From the number of presentations, we have given, we think that at the right time a captive Finco, particularly in North America can be a very strong asset for the Group. We have arrangements in EMEA, for example, in FCA as well as PSA, that are equally working very well at this moment in time with our joint venture partners. I would say that that is something that also requires some further detailed thought as the two companies come together. At the appropriate time, I think it is proven that a very strong captive is an asset. However, not everything is solved now and there are many things we need to work our way through.


Is it fair to say that when you called it synergies and opportunities, that is not something that you have outlined [inaudible] quite materially to the combination?

Michael MANLEY

That is a fair statement. It will be absolutely incremental to everything we have put in. We have very few synergy effects from our current three partnerships for Finco.


That concludes the question and answer session. I will now turn the call back to Mike Manley and Carlos Tavares for closing remarks.

Michael MANLEY

Thank you for making the call today. It is obviously a very special day from our perspective. As you all know, FCA has long felt that smart combinations, mergers in our industry, are not only beneficial but are also necessary as we approach some of the challenges in the future. I think we have been very vocal on this point. Now we have had time to explore it, I believe that of all of the opportunities out there for us, it is absolutely the right thing. It will enable us to certainly use capital much more efficiently and I think return better value to our shareholders. All of the things we have learnt as a company since 2009 and the journey we have been on, and I am sure it is very similar to Carlos from 2013, now to be able to pool that collective knowledge and the track record that both organisations have been able to build up and I think create something very special. Many of you on the call have followed FCA throughout this whole period and have been around and part of the transition for me. Despite the fact that I do not always like all of the questions, you have been on much of the journey, so I hope you are looking forward to the next phase as much as I am and all our people. From my perspective it is a good day, but it is a start. Again, thank you for your time.

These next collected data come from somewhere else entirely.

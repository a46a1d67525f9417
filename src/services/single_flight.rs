//! 单飞缓存 - 业务能力层
//!
//! 每个键同一时间最多只有一个计算在跑：
//!
//! - `Ready`：直接返回，不再计算
//! - `Pending`：附着到正在进行的计算上，等它的结果
//! - 不存在：登记 `Pending`，调用一次 `compute`，成功后转为 `Ready`，
//!   失败则把整个条目删掉（不缓存失败），下一次请求从头重试
//!
//! `get_or_compute` 发起的计算被 spawn 到 tokio 上独立运行，调用方放弃等待也
//! 不会取消它；`reserve` 只登记不运行，由调用方决定何时驱动（预取用它排队）。
//! 状态转换在唤醒等待者之前完成，所以等待者醒来时条目已经是终态。

use std::collections::HashMap;
use std::fmt::Display;
use std::future::Future;
use std::hash::Hash;
use std::panic::AssertUnwindSafe;
use std::sync::{Arc, Mutex, MutexGuard, PoisonError};

use futures::future::{BoxFuture, FutureExt, Shared};
use tracing::{debug, info, warn};

use crate::error::{AppError, AppResult};

type SharedOutcome<V> = Shared<BoxFuture<'static, AppResult<Arc<V>>>>;

enum Slot<V> {
    Pending(SharedOutcome<V>),
    Ready(Arc<V>),
}

type Slots<K, V> = Arc<Mutex<HashMap<K, Slot<V>>>>;

/// 单飞缓存
pub struct SingleFlightCache<K, V> {
    slots: Slots<K, V>,
}

impl<K, V> SingleFlightCache<K, V>
where
    K: Eq + Hash + Clone + Display + Send + Sync + 'static,
    V: Send + Sync + 'static,
{
    pub fn new() -> Self {
        Self {
            slots: Arc::new(Mutex::new(HashMap::new())),
        }
    }

    /// 取缓存值，没有就计算
    ///
    /// `compute` 在持锁状态下被调用，只应构造 future，不要在里面做实际工作。
    ///
    /// # 返回
    /// - 成功：所有调用方拿到同一个 `Arc`
    /// - 失败：发起计算的调用方拿到原始错误；附着的调用方拿到
    ///   `ConcurrentComputationFailed`，其中带着同一个原因
    pub async fn get_or_compute<F, Fut>(&self, key: K, compute: F) -> AppResult<Arc<V>>
    where
        F: FnOnce() -> Fut,
        Fut: Future<Output = AppResult<V>> + Send + 'static,
    {
        let (outcome, is_leader) = {
            let mut slots = lock(&self.slots);
            match slots.get(&key) {
                Some(Slot::Ready(value)) => {
                    debug!("命中缓存 {}", key);
                    return Ok(Arc::clone(value));
                }
                Some(Slot::Pending(outcome)) => {
                    debug!("附着到进行中的计算 {}", key);
                    (outcome.clone(), false)
                }
                None => {
                    debug!("开始计算 {}", key);
                    let outcome = self.register(&mut slots, key.clone(), compute());
                    // 独立驱动，调用方放弃等待也会跑完
                    tokio::spawn(outcome.clone().map(|_| ()));
                    (outcome, true)
                }
            }
        };

        match outcome.await {
            Ok(value) => Ok(value),
            Err(cause) if is_leader => Err(cause),
            Err(cause) => Err(AppError::ConcurrentComputationFailed {
                key: key.to_string(),
                cause: Arc::new(cause),
            }),
        }
    }

    /// 预约一个计算：键没有条目时立即登记 `Pending`，但计算要等返回的
    /// future 被驱动才开始
    ///
    /// 键已有条目（进行中或已完成）时返回 `None`，`compute` 不会被调用。
    /// 在预约的计算开始前附着上来的调用方会自己驱动它，不会卡住。
    pub fn reserve<F, Fut>(&self, key: K, compute: F) -> Option<BoxFuture<'static, AppResult<Arc<V>>>>
    where
        F: FnOnce() -> Fut,
        Fut: Future<Output = AppResult<V>> + Send + 'static,
    {
        let mut slots = lock(&self.slots);
        if slots.contains_key(&key) {
            return None;
        }
        debug!("预约计算 {}", key);
        Some(self.register(&mut slots, key, compute()).boxed())
    }

    /// 登记 `Pending`，返回可共享的结果句柄
    ///
    /// 句柄第一次被 poll 时才开始计算；计算结束后先完成状态转换再唤醒等待者。
    fn register<Fut>(
        &self,
        slots: &mut HashMap<K, Slot<V>>,
        key: K,
        computation: Fut,
    ) -> SharedOutcome<V>
    where
        Fut: Future<Output = AppResult<V>> + Send + 'static,
    {
        let shared_slots = Arc::clone(&self.slots);
        let task_key = key.clone();
        let outcome = async move {
            let outcome = match AssertUnwindSafe(computation).catch_unwind().await {
                Ok(result) => result.map(Arc::new),
                Err(_) => Err(AppError::ComputationPanicked {
                    key: task_key.to_string(),
                }),
            };
            settle(&shared_slots, task_key, &outcome);
            outcome
        }
        .boxed()
        .shared();

        slots.insert(key, Slot::Pending(outcome.clone()));
        outcome
    }

    /// 键是否已有条目（进行中或已完成）
    pub fn contains(&self, key: &K) -> bool {
        lock(&self.slots).contains_key(key)
    }

    /// 键是否已经算好
    pub fn is_ready(&self, key: &K) -> bool {
        matches!(lock(&self.slots).get(key), Some(Slot::Ready(_)))
    }

    /// 不触发计算，只看已完成的值
    pub fn peek(&self, key: &K) -> Option<Arc<V>> {
        match lock(&self.slots).get(key) {
            Some(Slot::Ready(value)) => Some(Arc::clone(value)),
            _ => None,
        }
    }

    /// 条目数（进行中 + 已完成）
    pub fn len(&self) -> usize {
        lock(&self.slots).len()
    }

    pub fn is_empty(&self) -> bool {
        self.len() == 0
    }
}

impl<K, V> Default for SingleFlightCache<K, V>
where
    K: Eq + Hash + Clone + Display + Send + Sync + 'static,
    V: Send + Sync + 'static,
{
    fn default() -> Self {
        Self::new()
    }
}

/// 计算结束后的状态转换：成功 → Ready，失败 → 删除
fn settle<K, V>(slots: &Mutex<HashMap<K, Slot<V>>>, key: K, outcome: &AppResult<Arc<V>>)
where
    K: Eq + Hash + Display,
{
    let mut slots = lock(slots);
    match outcome {
        Ok(value) => {
            info!("✓ 已缓存 {}", key);
            slots.insert(key, Slot::Ready(Arc::clone(value)));
        }
        Err(e) => {
            warn!("⚠️ 计算失败，移除占位 {}: {}", key, e);
            slots.remove(&key);
        }
    }
}

fn lock<T>(mutex: &Mutex<T>) -> MutexGuard<'_, T> {
    mutex.lock().unwrap_or_else(PoisonError::into_inner)
}

#[cfg(test)]
mod tests {
    use super::*;
    use crate::error::OracleError;
    use std::sync::atomic::{AtomicUsize, Ordering};
    use std::time::Duration;
    use tokio::sync::Notify;
    use tokio_test::{assert_err, assert_ok};

    type Cache = SingleFlightCache<u64, String>;

    fn timeout_error() -> AppError {
        AppError::Oracle(OracleError::Timeout { timeout_secs: 30 })
    }

    async fn wait_until(mut condition: impl FnMut() -> bool) {
        for _ in 0..200 {
            if condition() {
                return;
            }
            tokio::time::sleep(Duration::from_millis(5)).await;
        }
        panic!("condition not reached in time");
    }

    #[tokio::test(flavor = "multi_thread", worker_threads = 4)]
    async fn test_concurrent_callers_share_one_computation() {
        let cache = Arc::new(Cache::new());
        let calls = Arc::new(AtomicUsize::new(0));

        let mut handles = Vec::new();
        for _ in 0..16 {
            let cache = Arc::clone(&cache);
            let calls = Arc::clone(&calls);
            handles.push(tokio::spawn(async move {
                cache
                    .get_or_compute(7, move || async move {
                        calls.fetch_add(1, Ordering::SeqCst);
                        tokio::time::sleep(Duration::from_millis(50)).await;
                        Ok("seven".to_string())
                    })
                    .await
            }));
        }

        let mut results = Vec::new();
        for handle in handles {
            results.push(assert_ok!(handle.await.unwrap()));
        }

        assert_eq!(calls.load(Ordering::SeqCst), 1);
        assert!(results.iter().all(|r| Arc::ptr_eq(r, &results[0])));
        assert_eq!(results[0].as_str(), "seven");
        assert!(cache.is_ready(&7));
    }

    #[tokio::test]
    async fn test_ready_entry_skips_compute() {
        let cache = Cache::new();
        assert_ok!(cache.get_or_compute(1, || async { Ok("one".to_string()) }).await);

        let calls = AtomicUsize::new(0);
        let value = assert_ok!(
            cache
                .get_or_compute(1, || {
                    calls.fetch_add(1, Ordering::SeqCst);
                    async { Ok("other".to_string()) }
                })
                .await
        );

        assert_eq!(value.as_str(), "one");
        assert_eq!(calls.load(Ordering::SeqCst), 0);
        assert_eq!(cache.peek(&1).as_deref().map(String::as_str), Some("one"));
    }

    #[tokio::test]
    async fn test_failure_is_not_cached() {
        let cache = Cache::new();
        let calls = Arc::new(AtomicUsize::new(0));

        let first_calls = Arc::clone(&calls);
        let err = assert_err!(
            cache
                .get_or_compute(3, move || async move {
                    first_calls.fetch_add(1, Ordering::SeqCst);
                    Err(timeout_error())
                })
                .await
        );
        assert!(matches!(err, AppError::Oracle(OracleError::Timeout { .. })));
        assert!(!cache.contains(&3));

        let second_calls = Arc::clone(&calls);
        let value = assert_ok!(
            cache
                .get_or_compute(3, move || async move {
                    second_calls.fetch_add(1, Ordering::SeqCst);
                    Ok("three".to_string())
                })
                .await
        );

        assert_eq!(value.as_str(), "three");
        assert_eq!(calls.load(Ordering::SeqCst), 2);
    }

    #[tokio::test(flavor = "multi_thread", worker_threads = 4)]
    async fn test_waiters_receive_concurrent_failure() {
        let cache = Arc::new(Cache::new());
        let gate = Arc::new(Notify::new());
        let calls = Arc::new(AtomicUsize::new(0));

        let leader = {
            let cache = Arc::clone(&cache);
            let gate = Arc::clone(&gate);
            let calls = Arc::clone(&calls);
            tokio::spawn(async move {
                cache
                    .get_or_compute(5, move || async move {
                        calls.fetch_add(1, Ordering::SeqCst);
                        gate.notified().await;
                        Err(timeout_error())
                    })
                    .await
            })
        };
        wait_until(|| cache.contains(&5)).await;

        let mut waiters = Vec::new();
        for _ in 0..3 {
            let cache = Arc::clone(&cache);
            let calls = Arc::clone(&calls);
            waiters.push(tokio::spawn(async move {
                cache
                    .get_or_compute(5, move || async move {
                        calls.fetch_add(1, Ordering::SeqCst);
                        Ok("should not run".to_string())
                    })
                    .await
            }));
        }
        tokio::time::sleep(Duration::from_millis(30)).await;
        gate.notify_one();

        let leader_err = assert_err!(leader.await.unwrap());
        assert!(matches!(leader_err, AppError::Oracle(OracleError::Timeout { .. })));

        for waiter in waiters {
            let err = assert_err!(waiter.await.unwrap());
            match err {
                AppError::ConcurrentComputationFailed { key, cause } => {
                    assert_eq!(key, "5");
                    assert!(matches!(*cause, AppError::Oracle(OracleError::Timeout { .. })));
                }
                other => panic!("unexpected error: {other:?}"),
            }
        }

        assert_eq!(calls.load(Ordering::SeqCst), 1);
        assert!(!cache.contains(&5));
    }

    #[tokio::test]
    async fn test_panicking_compute_unwinds_and_retries() {
        let cache = Cache::new();

        let err = assert_err!(
            cache
                .get_or_compute(9, || async {
                    if true {
                        panic!("boom");
                    }
                    Ok("never".to_string())
                })
                .await
        );
        assert!(matches!(err, AppError::ComputationPanicked { .. }));
        assert!(err.is_retryable());
        assert!(cache.is_empty());

        let value = assert_ok!(cache.get_or_compute(9, || async { Ok("nine".to_string()) }).await);
        assert_eq!(value.as_str(), "nine");
    }

    #[tokio::test]
    async fn test_computation_outlives_abandoned_caller() {
        let cache = Cache::new();

        let abandoned = tokio::time::timeout(
            Duration::from_millis(10),
            cache.get_or_compute(4, || async {
                tokio::time::sleep(Duration::from_millis(40)).await;
                Ok("four".to_string())
            }),
        )
        .await;
        assert!(abandoned.is_err());
        assert!(cache.contains(&4));

        wait_until(|| cache.is_ready(&4)).await;
        assert_eq!(cache.len(), 1);
    }

    #[tokio::test]
    async fn test_distinct_keys_compute_independently() {
        let cache = Cache::new();
        for key in 0..5u64 {
            let value = assert_ok!(
                cache
                    .get_or_compute(key, move || async move { Ok(format!("v{key}")) })
                    .await
            );
            assert_eq!(*value, format!("v{key}"));
        }
        assert_eq!(cache.len(), 5);
    }

    #[tokio::test]
    async fn test_reserve_registers_pending_without_running() {
        let cache = Cache::new();
        let calls = Arc::new(AtomicUsize::new(0));

        let counted = Arc::clone(&calls);
        let reserved = cache.reserve(2, move || async move {
            counted.fetch_add(1, Ordering::SeqCst);
            Ok("two".to_string())
        });
        let Some(reserved) = reserved else {
            panic!("empty key should be reserved");
        };

        assert!(cache.contains(&2));
        assert!(!cache.is_ready(&2));
        assert_eq!(calls.load(Ordering::SeqCst), 0);

        // 已有条目时不再预约，也不调用 compute
        assert!(cache
            .reserve(2, || async { Ok("again".to_string()) })
            .is_none());

        let value = assert_ok!(reserved.await);
        assert_eq!(value.as_str(), "two");
        assert_eq!(calls.load(Ordering::SeqCst), 1);
        assert!(cache.is_ready(&2));
        assert!(cache
            .reserve(2, || async { Ok("again".to_string()) })
            .is_none());
    }

    #[tokio::test]
    async fn test_caller_drives_reserved_computation() {
        let cache = Cache::new();
        let calls = Arc::new(AtomicUsize::new(0));

        let counted = Arc::clone(&calls);
        let reserved = cache.reserve(8, move || async move {
            counted.fetch_add(1, Ordering::SeqCst);
            Ok("eight".to_string())
        });
        assert!(reserved.is_some());

        // 预约的 future 从未被驱动，附着的调用方自己把它跑完
        let value = assert_ok!(
            cache
                .get_or_compute(8, || async { Ok("other".to_string()) })
                .await
        );
        assert_eq!(value.as_str(), "eight");
        assert_eq!(calls.load(Ordering::SeqCst), 1);

        drop(reserved);
        assert!(cache.is_ready(&8));
    }

    #[tokio::test]
    async fn test_failed_reservation_is_removed() {
        let cache = Cache::new();
        let reserved = cache.reserve(6, || async { Err(timeout_error()) });
        let Some(reserved) = reserved else {
            panic!("empty key should be reserved");
        };

        let err = assert_err!(reserved.await);
        assert!(matches!(err, AppError::Oracle(OracleError::Timeout { .. })));
        assert!(!cache.contains(&6));
    }
}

Mike’s comments absolutely hit the spot. I have nothing to add. I share everything and support everything he said. I would just like to share with you that this is going to be thrilling, exciting and a once in a lifetime opportunity. I am really looking forward to supporting the creation of this merged company. I think the potential is obvious, geographical and technological complementarity and a lot of execution capability from both sides. We are competitors and we love competition. We are ready for the fight and let us move on.